“L’effet positif des critères ESG sur la politique de rémunération n’est visible qu’après trois ans”

La politique de rémunération peut jouer un rôle important dans l’amélioration des performances d’une entreprise en matière de développement durable. “Pour autant, il ne suffit pas d’ajouter quelques KPI à un système de rémunération existant”, nuance Xavier Baeten, professeur en Reward & Sustainability.

“En guise de boutade, on dit souvent: what gets rewarded, gets done”, sourit Xavier Baeten. “Cela dit, les entreprises misent encore trop souvent sur un ensemble de primes. Or, il existe beaucoup d’autres moyens de mettre en place un système de récompense favorisant la durabilité.”

Le Total Rewards Framework (“cadre de rémunération totale”) de la Vlerick aborde les compensations non financières ajoutées aux compensations financières (salaires et avantages sociaux). “Ces compensations peuvent être utilisées de plusieurs manières. L’assureur Swiss Re, par exemple, a récemment décidé de déduire un coût calculé en interne pour les émissions de CO2 du budget de voyage de la direction.”

Comment procéder?

L’amélioration des performances en matière de développement durable par le biais de la politique de rémunération présente de nombreux défis. Les performances liées au développement durable doivent être traduites en un système mesurable. Mais quel indicateur de performance choisir?

“Tout dépend de la nature de l’entreprise”, répond Xavier Baeten. “Prenons l’exemple de Vandemoortele. L’entreprise a élaboré une matrice de matérialité illustrant l’importance de certains aspects pour ses parties prenantes et sa direction. On constate que les thèmes de l’approvisionnement responsable, du climat, de l’emballage durable, de la santé et de la nutrition arrivent en tête. La biodiversité et les déchets alimentaires sont moins prioritaires, ce qui ne veut pas dire qu’ils ne sont pas importants.”

La recherche démontre que les actionnaires réagissent négativement lorsque les entreprises qui obtiennent de moins bons résultats en matière de développement durable intègrent malgré tout des indicateurs-clés de performance dans le système de rémunération de leurs directions.

Xavier Baeten, professeur en Reward & Sustainability à la Vlerick Business School

“Le dialogue doit être ouvert au plus tôt avec toutes vos parties prenantes au sujet des thèmes de développement durable pertinents, et les idées qui en ressortent doivent être transposées dans une stratégie. Cette stratégie doit ensuite être traduite en objectifs concrets, qui seront intégrés dans les systèmes de rémunération. C’est la seule approche adéquate.”

Depuis peu, il existe des normes européennes de reporting sur le développement durable (European Sustainability Reporting Standards, ou ESRS), qui contiennent des lignes directrices concernant la manière dont les entreprises doivent rendre compte de leurs initiatives en la matière.

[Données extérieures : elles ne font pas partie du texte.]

//! proposal-rpa
//!
//! Attaches to (or launches) Chrome, waits for the operator to log in, then
//! sends proposals until the target count is reached. Ctrl-C stops the run
//! at the next checkpoint.

use anyhow::Context;
use clap::{Parser, ValueEnum};
use proposal_rpa::engine::{Session, SessionProvider};
use proposal_rpa::{
    AmbiguityPolicy, AutomationEngine, CancelFlag, ChromeProvider, ConnectionOptions, EngineConfig, Endpoint,
    LaunchOptions, RunStatus, TemplateBook,
};
use std::io::{BufRead, Write};
use std::path::PathBuf;

#[derive(Debug, Clone, Copy, ValueEnum)]
enum Ambiguity {
    /// Skip the item when the term matches several options
    Reject,
    /// Pick the option whose label equals the term exactly
    PreferExact,
}

impl From<Ambiguity> for AmbiguityPolicy {
    fn from(value: Ambiguity) -> Self {
        match value {
            Ambiguity::Reject => AmbiguityPolicy::Reject,
            Ambiguity::PreferExact => AmbiguityPolicy::PreferExact,
        }
    }
}

#[derive(Parser)]
#[command(name = "proposal-rpa")]
#[command(version)]
#[command(about = "Batch-send proposals from a logged-in browser tab", long_about = None)]
struct Cli {
    /// JSON settings file; missing keys take their defaults
    #[arg(long, value_name = "FILE")]
    settings: Option<PathBuf>,

    /// JSON template collection; the active template becomes the comment
    #[arg(long, value_name = "FILE")]
    templates: Option<PathBuf>,

    /// Comment text, overrides any template
    #[arg(long, value_name = "TEXT")]
    comment: Option<String>,

    /// Number of proposals to send
    #[arg(long, short = 'n', value_name = "N")]
    max_count: Option<usize>,

    /// Template term label to pick in the modal
    #[arg(long, value_name = "LABEL")]
    term: Option<String>,

    /// WebSocket endpoint of a running browser (launches one when absent)
    #[arg(long, value_name = "URL")]
    ws_endpoint: Option<String>,

    /// Launch the browser without a window. There is nothing to log in to,
    /// so the operator prompt is skipped; use a logged-in --user-data-dir.
    #[arg(long)]
    headless: bool,

    /// Path to custom browser executable
    #[arg(long, value_name = "PATH")]
    chrome_path: Option<PathBuf>,

    /// Persistent browser profile directory
    #[arg(long, value_name = "DIR")]
    user_data_dir: Option<PathBuf>,

    /// Drive the tab whose URL contains this text
    #[arg(long, value_name = "TEXT", default_value = "impact")]
    tab_hint: String,

    /// Open this URL in the driven tab before starting
    #[arg(long, value_name = "URL")]
    url: Option<String>,

    /// What to do when the term matches several options
    #[arg(long, value_enum, default_value = "reject")]
    ambiguity: Ambiguity,

    /// Start immediately instead of waiting for Enter
    #[arg(long)]
    no_wait: bool,
}

impl Cli {
    fn engine_config(&self) -> anyhow::Result<EngineConfig> {
        let mut config = match &self.settings {
            Some(path) => EngineConfig::from_json_file(path)?,
            None => EngineConfig::default(),
        };

        if let Some(path) = &self.templates {
            let book = TemplateBook::from_json_file(path)
                .with_context(|| format!("Failed to read templates from {}", path.display()))?;
            match book.active() {
                Some(template) => {
                    log::info!("Using template {:?}", template.name);
                    config.template_text = template.content.clone();
                }
                None => log::warn!("{} holds no templates", path.display()),
            }
        }
        if let Some(comment) = &self.comment {
            config.template_text = comment.clone();
        }
        if let Some(max_count) = self.max_count {
            config.max_count = max_count;
        }
        if let Some(term) = &self.term {
            config.template_term = term.clone();
        }

        config.validate()?;
        Ok(config)
    }

    /// Whether to wait for the operator to log in. Only a visible browser
    /// can be logged in to.
    fn wait_for_login(&self) -> bool {
        !self.no_wait && (self.ws_endpoint.is_some() || !self.headless)
    }

    fn endpoint(&self) -> Endpoint {
        match &self.ws_endpoint {
            Some(url) => Endpoint::Connect(ConnectionOptions::new(url.clone())),
            None => {
                let mut options = LaunchOptions::new().headless(self.headless);
                if let Some(path) = &self.chrome_path {
                    options = options.chrome_path(path.clone());
                }
                if let Some(dir) = &self.user_data_dir {
                    options = options.user_data_dir(dir.clone());
                }
                Endpoint::Launch(options)
            }
        }
    }
}

fn wait_for_operator() -> std::io::Result<()> {
    let mut stdout = std::io::stdout();
    writeln!(stdout)?;
    writeln!(stdout, "Log in to the site in the browser window and solve any CAPTCHA.")?;
    writeln!(stdout, "Open the list with the \"Send Proposal\" buttons, then press Enter here.")?;
    stdout.flush()?;
    let mut line = String::new();
    std::io::stdin().lock().read_line(&mut line)?;
    Ok(())
}

#[tokio::main]
async fn main() -> anyhow::Result<()> {
    env_logger::Builder::from_env(env_logger::Env::default().default_filter_or("info")).init();

    let cli = Cli::parse();
    let config = cli.engine_config()?;
    let provider = ChromeProvider::new(cli.endpoint()).tab_hint(cli.tab_hint.clone());

    log::info!("proposal-rpa v{}", env!("CARGO_PKG_VERSION"));
    match provider.endpoint() {
        Endpoint::Connect(options) => log::info!("Attaching to {}", options.ws_url),
        Endpoint::Launch(options) => log::info!("Launching browser ({})", if options.headless { "headless" } else { "headed" }),
    }

    let url = cli.url.clone();
    let hint = cli.tab_hint.clone();
    let wait = cli.wait_for_login();
    let (provider, session) = tokio::task::spawn_blocking(move || -> anyhow::Result<_> {
        let handle = provider.connect().context("Failed to reach the browser")?;
        if let Some(url) = url.as_deref() {
            log::info!("Opening {}", url);
            handle.navigate(url, Some(hint.as_str()))?;
        }
        if wait {
            wait_for_operator()?;
        }
        // Picked after the prompt: the operator may have switched tabs
        let page = provider.active_page(&handle).context("No tab to drive")?;
        Ok((provider, Session::new(handle, page)))
    })
    .await??;

    let cancel = CancelFlag::new();
    let mut engine = AutomationEngine::new(provider, config)
        .disambiguator(AmbiguityPolicy::from(cli.ambiguity))
        .cancel_flag(cancel.clone());

    let mut run = tokio::task::spawn_blocking(move || engine.run(session));

    let report = tokio::select! {
        joined = &mut run => joined?,
        _ = tokio::signal::ctrl_c() => {
            log::warn!("Interrupted, stopping after the current step");
            cancel.cancel();
            run.await?
        }
    };

    println!("{}", serde_json::to_string_pretty(&report)?);
    if let RunStatus::Failed { reason } = &report.status {
        anyhow::bail!("run failed: {}", reason);
    }
    Ok(())
}
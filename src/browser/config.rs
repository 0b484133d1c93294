use std::path::PathBuf;

/// Options for launching a new browser instance
#[derive(Debug, Clone)]
pub struct LaunchOptions {
    /// Run the browser without a window
    pub headless: bool,

    pub window_width: u32,
    pub window_height: u32,

    /// Chrome/Chromium binary; auto-detected when `None`
    pub chrome_path: Option<PathBuf>,

    /// Profile directory. Reusing one keeps the operator logged in between runs.
    pub user_data_dir: Option<PathBuf>,

    pub sandbox: bool,
}

impl Default for LaunchOptions {
    fn default() -> Self {
        Self {
            headless: false,
            window_width: 1366,
            window_height: 900,
            chrome_path: None,
            user_data_dir: None,
            sandbox: true,
        }
    }
}

impl LaunchOptions {
    pub fn new() -> Self {
        Self::default()
    }

    /// Builder method: set headless mode
    pub fn headless(mut self, headless: bool) -> Self {
        self.headless = headless;
        self
    }

    /// Builder method: set window size
    pub fn window_size(mut self, width: u32, height: u32) -> Self {
        self.window_width = width;
        self.window_height = height;
        self
    }

    /// Builder method: set Chrome binary path
    pub fn chrome_path(mut self, path: PathBuf) -> Self {
        self.chrome_path = Some(path);
        self
    }

    /// Builder method: set user data directory
    pub fn user_data_dir(mut self, dir: PathBuf) -> Self {
        self.user_data_dir = Some(dir);
        self
    }

    /// Builder method: set sandbox mode
    pub fn sandbox(mut self, sandbox: bool) -> Self {
        self.sandbox = sandbox;
        self
    }
}

/// Options for attaching to a browser the operator already started
#[derive(Debug, Clone)]
pub struct ConnectionOptions {
    /// DevTools WebSocket URL, e.g. `ws://127.0.0.1:9222/devtools/browser/<id>`
    pub ws_url: String,

    /// Idle timeout of the connection in milliseconds
    pub timeout: u64,
}

impl ConnectionOptions {
    pub fn new(ws_url: impl Into<String>) -> Self {
        Self {
            ws_url: ws_url.into(),
            timeout: 60 * 60 * 1000,
        }
    }

    /// Builder method: set connection idle timeout
    pub fn timeout(mut self, timeout_ms: u64) -> Self {
        self.timeout = timeout_ms;
        self
    }
}

#[cfg(test)]
mod tests {
    use super::*;

    #[test]
    fn test_launch_options_builder() {
        let opts = LaunchOptions::new()
            .headless(true)
            .window_size(800, 600)
            .user_data_dir(PathBuf::from("/tmp/profile"));

        assert!(opts.headless);
        assert_eq!(opts.window_width, 800);
        assert_eq!(opts.window_height, 600);
        assert_eq!(opts.user_data_dir, Some(PathBuf::from("/tmp/profile")));
        assert!(opts.chrome_path.is_none());
    }

    #[test]
    fn test_launch_defaults_are_headed() {
        let opts = LaunchOptions::default();
        assert!(!opts.headless);
        assert!(opts.sandbox);
    }

    #[test]
    fn test_connection_options() {
        let opts = ConnectionOptions::new("ws://localhost:9222").timeout(5000);

        assert_eq!(opts.ws_url, "ws://localhost:9222");
        assert_eq!(opts.timeout, 5000);
    }
}
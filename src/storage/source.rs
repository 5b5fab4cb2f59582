//! Script providers.
//!
//! Creation, clean-up and migration scripts are looked up by relative path
//! (`create.sql`, `migrations/3.sql`) through a [`ScriptSource`]. The
//! filesystem-backed [`DirSource`] is what the CLI uses; [`MemorySource`]
//! serves scripts compiled into the binary and test fixtures.

use std::collections::BTreeMap;
use std::fs::{self, File};
use std::io::{self, Cursor, Read};
use std::path::{Path, PathBuf};

/// Byte-stream provider keyed by path.
pub trait ScriptSource: Send + Sync {
    /// Open the script at `path`.
    fn read_script(&self, path: &str) -> io::Result<Box<dyn Read + Send>>;

    /// List the entry names directly under `prefix`.
    fn list_entries(&self, prefix: &str) -> io::Result<Vec<String>>;
}

/// Join a directory prefix and an entry name with `/`.
pub fn join_path(prefix: &str, name: &str) -> String {
    let prefix = prefix.trim_end_matches('/');
    if prefix.is_empty() {
        name.to_string()
    } else {
        format!("{prefix}/{name}")
    }
}

/// Scripts read from a directory on disk.
#[derive(Debug, Clone)]
pub struct DirSource {
    root: PathBuf,
}

impl DirSource {
    /// Create a source rooted at `root`.
    pub fn new<P: AsRef<Path>>(root: P) -> Self {
        Self {
            root: root.as_ref().to_path_buf(),
        }
    }

    /// The directory scripts are resolved against.
    pub fn root(&self) -> &Path {
        &self.root
    }
}

impl ScriptSource for DirSource {
    fn read_script(&self, path: &str) -> io::Result<Box<dyn Read + Send>> {
        let file = File::open(self.root.join(path))?;
        Ok(Box::new(file))
    }

    fn list_entries(&self, prefix: &str) -> io::Result<Vec<String>> {
        let mut names = Vec::new();
        for entry in fs::read_dir(self.root.join(prefix))? {
            let entry = entry?;
            if entry.file_type()?.is_file() {
                names.push(entry.file_name().to_string_lossy().into_owned());
            }
        }
        Ok(names)
    }
}

/// Scripts held in memory.
#[derive(Debug, Clone, Default)]
pub struct MemorySource {
    scripts: BTreeMap<String, Vec<u8>>,
}

impl MemorySource {
    /// Create an empty source.
    pub fn new() -> Self {
        Self::default()
    }

    /// Add a script at `path`.
    #[must_use]
    pub fn with_script(mut self, path: impl Into<String>, body: impl Into<Vec<u8>>) -> Self {
        self.insert(path, body);
        self
    }

    /// Add or replace a script at `path`.
    pub fn insert(&mut self, path: impl Into<String>, body: impl Into<Vec<u8>>) {
        self.scripts.insert(path.into(), body.into());
    }
}

impl ScriptSource for MemorySource {
    fn read_script(&self, path: &str) -> io::Result<Box<dyn Read + Send>> {
        match self.scripts.get(path) {
            Some(body) => Ok(Box::new(Cursor::new(body.clone()))),
            None => Err(io::Error::new(
                io::ErrorKind::NotFound,
                format!("no script at {path}"),
            )),
        }
    }

    fn list_entries(&self, prefix: &str) -> io::Result<Vec<String>> {
        let dir = join_path(prefix, "");
        Ok(self
            .scripts
            .keys()
            .filter_map(|path| path.strip_prefix(&dir))
            .filter(|rest| !rest.is_empty() && !rest.contains('/'))
            .map(str::to_string)
            .collect())
    }
}
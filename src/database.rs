//! The database context.
//!
//! [`Database::open`] brings the schema to the configured version, decides
//! whether WAL is available and starts the scheduler. Every table operation
//! then goes through a [`Table`], which schedules the matching
//! [`RecordAccessor`] call on the right pool and reports back through a
//! listener.

use rusqlite::types::Value;
use rusqlite::Connection;
use std::fs;
use std::future::Future;
use std::sync::Arc;

use crate::config::Config;
use crate::error::{ConfigurationError, Result};
use crate::registry::AccessorRegistry;
use crate::scheduler::{DeliveryContext, Listener, Scheduler, SchedulerError, Task};
use crate::storage::accessor::{Filter, Query, RecordAccessor, RecordCodec};
use crate::storage::migrate::{MigrationEngine, SchemaChange};
use crate::storage::reader::ReaderPool;
use crate::storage::schema::{apply_writer_pragmas, enable_write_ahead_log, schema_version};
use crate::storage::source::ScriptSource;
use crate::storage::StorageError;

/// Shared handle to an open database.
///
/// Cheap to clone; the scheduler stops when the last clone is dropped or
/// [`Database::shutdown`] is called.
#[derive(Clone)]
pub struct Database {
    inner: Arc<Inner>,
}

struct Inner {
    config: Config,
    engine: MigrationEngine,
    registry: AccessorRegistry,
    scheduler: Scheduler,
    schema_change: SchemaChange,
}

impl Database {
    /// Open the database described by `config`.
    ///
    /// Runs creation or migration synchronously, before any task can be
    /// scheduled. Listener callbacks are posted to `delivery`.
    #[tracing::instrument(skip_all, fields(db = %config.db_name, version = config.db_version))]
    pub fn open(
        config: &Config,
        source: Arc<dyn ScriptSource>,
        delivery: Arc<dyn DeliveryContext>,
    ) -> Result<Self> {
        config.validate()?;

        let db_path = config.db_path();
        let mut writer = match &db_path {
            Some(path) => {
                if let Some(dir) = path.parent() {
                    fs::create_dir_all(dir)?;
                }
                Connection::open(path)?
            }
            None => Connection::open_in_memory()?,
        };
        apply_writer_pragmas(&writer)?;
        let wal_enabled = enable_write_ahead_log(&writer)?;

        let engine = MigrationEngine::new(source, &config.create_script, &config.migrations_dir);
        let schema_change = engine.open(&mut writer, config.db_version)?;

        let readers = match (&db_path, wal_enabled) {
            (Some(path), true) => Some(ReaderPool::new(path, config.reader_pool_size)?),
            _ => None,
        };
        let scheduler = Scheduler::start(
            writer,
            readers,
            config.reader_pool_size as usize,
            delivery,
        )?;

        tracing::info!(
            path = ?db_path,
            wal_enabled,
            change = ?schema_change,
            "Database opened"
        );

        Ok(Self {
            inner: Arc::new(Inner {
                config: config.clone(),
                engine,
                registry: AccessorRegistry::new(),
                scheduler,
                schema_change,
            }),
        })
    }

    /// Register the factory building the accessor for codec `C`.
    pub fn register<C, F>(&self, factory: F)
    where
        C: RecordCodec,
        F: Fn() -> anyhow::Result<RecordAccessor<C>> + Send + Sync + 'static,
    {
        self.inner.registry.register(factory);
    }

    /// The table surface for codec `C`.
    pub fn table<C: RecordCodec>(&self) -> Result<Table<C>, ConfigurationError> {
        let accessor = self.inner.registry.resolve::<C>()?;
        Ok(Table {
            accessor,
            db: self.clone(),
        })
    }

    /// The accessor registry.
    pub fn registry(&self) -> &AccessorRegistry {
        &self.inner.registry
    }

    /// The scheduler running every task.
    pub fn scheduler(&self) -> &Scheduler {
        &self.inner.scheduler
    }

    /// The configuration the database was opened with.
    pub fn config(&self) -> &Config {
        &self.inner.config
    }

    /// What opening did to the schema.
    pub fn schema_change(&self) -> &SchemaChange {
        &self.inner.schema_change
    }

    /// Whether reads run concurrently with the writer.
    pub fn is_wal_enabled(&self) -> bool {
        self.inner.scheduler.wal_enabled()
    }

    /// The persisted schema version, read through the scheduler.
    pub fn schema_version(&self) -> Result<u32> {
        let version = self.inner.scheduler.run_blocking(
            Task::read(|conn| Ok(schema_version(conn)?)).named("schema_version"),
        )?;
        Ok(version)
    }

    /// Run the clean script on the writer in one transaction and wait.
    ///
    /// Returns the number of statements executed.
    pub fn clean_all_tables(&self) -> Result<usize> {
        let statements = self.inner.engine.load_script(&self.inner.config.clean_script)?;
        let executed = self.inner.scheduler.run_blocking(
            Task::write(move |conn| {
                for statement in &statements {
                    conn.execute_batch(statement)?;
                }
                Ok(statements.len())
            })
            .named("clean_all_tables"),
        )?;
        tracing::info!(statements = executed, "All tables cleaned");
        Ok(executed)
    }

    /// Run `work` on the writer and await the result.
    pub fn write<T, F>(&self, work: F) -> impl Future<Output = Result<T>> + Send + 'static
    where
        T: Send + 'static,
        F: FnOnce(&Connection) -> Result<T, StorageError> + Send + 'static,
    {
        let pending = self.inner.scheduler.run_async(Task::write(work).named("write"));
        async move { Ok(pending.await?) }
    }

    /// Run `work` on a reader (or the writer when WAL is off) and await the result.
    pub fn read<T, F>(&self, work: F) -> impl Future<Output = Result<T>> + Send + 'static
    where
        T: Send + 'static,
        F: FnOnce(&Connection) -> Result<T, StorageError> + Send + 'static,
    {
        let pending = self.inner.scheduler.run_async(Task::read(work).named("read"));
        async move { Ok(pending.await?) }
    }

    /// Stop the scheduler after the queued tasks finish.
    ///
    /// Later submissions fail with [`SchedulerError::ShutDown`].
    pub fn shutdown(&self) -> Result<()> {
        self.inner.scheduler.shutdown()?;
        Ok(())
    }
}

impl std::fmt::Debug for Database {
    fn fmt(&self, f: &mut std::fmt::Formatter<'_>) -> std::fmt::Result {
        f.debug_struct("Database")
            .field("path", &self.inner.config.db_path())
            .field("schema_change", &self.inner.schema_change)
            .field("scheduler", &self.inner.scheduler)
            .finish_non_exhaustive()
    }
}

/// Scheduled CRUD operations for one table.
///
/// Each call returns once the task is queued. Its listener later receives
/// `Some(result)`, or `None` if the task failed and was rolled back.
pub struct Table<C: RecordCodec> {
    accessor: Arc<RecordAccessor<C>>,
    db: Database,
}

impl<C: RecordCodec> Clone for Table<C> {
    fn clone(&self) -> Self {
        Self {
            accessor: self.accessor.clone(),
            db: self.db.clone(),
        }
    }
}

impl<C: RecordCodec> Table<C> {
    /// The accessor behind this table.
    pub fn accessor(&self) -> &Arc<RecordAccessor<C>> {
        &self.accessor
    }

    /// Insert one item; the listener receives the new row id, if any.
    pub fn insert(
        &self,
        item: impl Into<Option<C::Item>>,
        listener: Option<Listener<Option<i64>>>,
    ) -> Result<(), SchedulerError> {
        let item = item.into();
        self.write("insert", listener, move |accessor, conn| {
            accessor.insert(conn, item.as_ref())
        })
    }

    /// Insert several items in one transaction.
    pub fn insert_many(
        &self,
        items: Vec<C::Item>,
        listener: Option<Listener<usize>>,
    ) -> Result<(), SchedulerError> {
        self.write("insert_many", listener, move |accessor, conn| {
            accessor.insert_many(conn, &items)
        })
    }

    /// Select the rows matching `query`.
    pub fn select(
        &self,
        query: Query,
        listener: Option<Listener<Vec<C::Item>>>,
    ) -> Result<(), SchedulerError> {
        self.read("select", listener, move |accessor, conn| {
            accessor.query(conn, &query)
        })
    }

    /// Select the first row matching `query`.
    pub fn query_one(
        &self,
        query: Query,
        listener: Option<Listener<Option<C::Item>>>,
    ) -> Result<(), SchedulerError> {
        self.read("query_one", listener, move |accessor, conn| {
            accessor.query_one(conn, &query)
        })
    }

    /// Overwrite the rows matching `filter`; the listener receives the row count.
    pub fn update(
        &self,
        item: C::Item,
        filter: Filter,
        listener: Option<Listener<usize>>,
    ) -> Result<(), SchedulerError> {
        self.write("update", listener, move |accessor, conn| {
            accessor.update(conn, &item, &filter)
        })
    }

    /// Overwrite the row whose `id` column equals `id`.
    pub fn update_by_id(
        &self,
        item: C::Item,
        id: impl Into<Value>,
        listener: Option<Listener<usize>>,
    ) -> Result<(), SchedulerError> {
        let filter = Filter::with_values("id=?", vec![id.into()]);
        self.update(item, filter, listener)
    }

    /// Delete the rows matching `filter`.
    pub fn delete(
        &self,
        filter: Filter,
        listener: Option<Listener<usize>>,
    ) -> Result<(), SchedulerError> {
        self.write("delete", listener, move |accessor, conn| {
            accessor.delete(conn, &filter)
        })
    }

    /// Delete every row.
    pub fn delete_all(&self, listener: Option<Listener<usize>>) -> Result<(), SchedulerError> {
        self.write("delete_all", listener, |accessor, conn| {
            accessor.delete_all(conn)
        })
    }

    /// Count the rows matching `filter`.
    pub fn count(
        &self,
        filter: Filter,
        listener: Option<Listener<u64>>,
    ) -> Result<(), SchedulerError> {
        self.read("count", listener, move |accessor, conn| {
            accessor.count(conn, &filter)
        })
    }

    fn write<T, F>(
        &self,
        label: &'static str,
        listener: Option<Listener<T>>,
        work: F,
    ) -> Result<(), SchedulerError>
    where
        T: Send + 'static,
        F: FnOnce(&RecordAccessor<C>, &Connection) -> Result<T, StorageError> + Send + 'static,
    {
        let accessor = self.accessor.clone();
        let task = Task::write(move |conn| work(&accessor, conn));
        self.submit(task, label, listener)
    }

    fn read<T, F>(
        &self,
        label: &'static str,
        listener: Option<Listener<T>>,
        work: F,
    ) -> Result<(), SchedulerError>
    where
        T: Send + 'static,
        F: FnOnce(&RecordAccessor<C>, &Connection) -> Result<T, StorageError> + Send + 'static,
    {
        let accessor = self.accessor.clone();
        let task = Task::read(move |conn| work(&accessor, conn));
        self.submit(task, label, listener)
    }

    fn submit<T: Send + 'static>(
        &self,
        task: Task<T>,
        label: &'static str,
        listener: Option<Listener<T>>,
    ) -> Result<(), SchedulerError> {
        tracing::debug!(table = self.accessor.table(), operation = label, "Scheduling");
        self.db
            .scheduler()
            .submit(task.named(label).with_optional_listener(listener))
    }
}

impl<C: RecordCodec> std::fmt::Debug for Table<C> {
    fn fmt(&self, f: &mut std::fmt::Formatter<'_>) -> std::fmt::Result {
        f.debug_struct("Table")
            .field("table", &self.accessor.table())
            .finish_non_exhaustive()
    }
}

Selon Xavier Baeten, “les entreprises devraient y voir une source d’inspiration, et pas seulement des règles strictes de reporting”.

Sans hâte

Les marchés financiers s’intéressent de plus en plus aux risques liés aux activités non durables. “En revanche, les entreprises doivent veiller à ne pas introduire trop rapidement la durabilité dans les politiques de rémunération de leurs directions, en particulier si elles n’ont pas encore assez planché sur le sujet”, prévient Xavier Baeten.

Transposez votre stratégie de développement durable en objectifs concrets et intégrez-les dans vos systèmes de rémunération. C’est la seule approche adéquate.

Xavier Baeten, professeur en Reward & Sustainability à la Vlerick Business School

“La recherche de doctorat de notre collègue Bettina De Ruyck révèle que les actionnaires réagissent négativement lorsque les entreprises qui obtiennent de moins bons résultats en matière de développement durable intègrent malgré tout des indicateurs-clés de performance dans le système de rémunération de leurs directions. L’introduction soudaine de ces indicateurs éveille en effet des soupçons, car ils y voient, dans le chef de la direction, un prétexte pour s’enrichir. Le développement durable doit être suffisamment ancré dans l’entreprise avant de franchir cette étape.”

Dans l’ensemble, l’intégration des critères ESG dans les systèmes de rémunération a un effet positif. “Cet effet se manifeste à plus long terme, après environ trois ans.” Et c’est somme toute logique, car les initiatives en matière de durabilité ont besoin de temps pour être mises en œuvre et porter leurs fruits. Le processus s’accélère lorsque les entreprises disposent d’un comité de durabilité interne composé de représentants des départements qui se consacrent spécifiquement à la durabilité. “C’est peut-être attribuable à l’expertise déployée et au fait que le comité agit comme une sorte de mécanisme de contrôle”, conclut Xavier Baeten.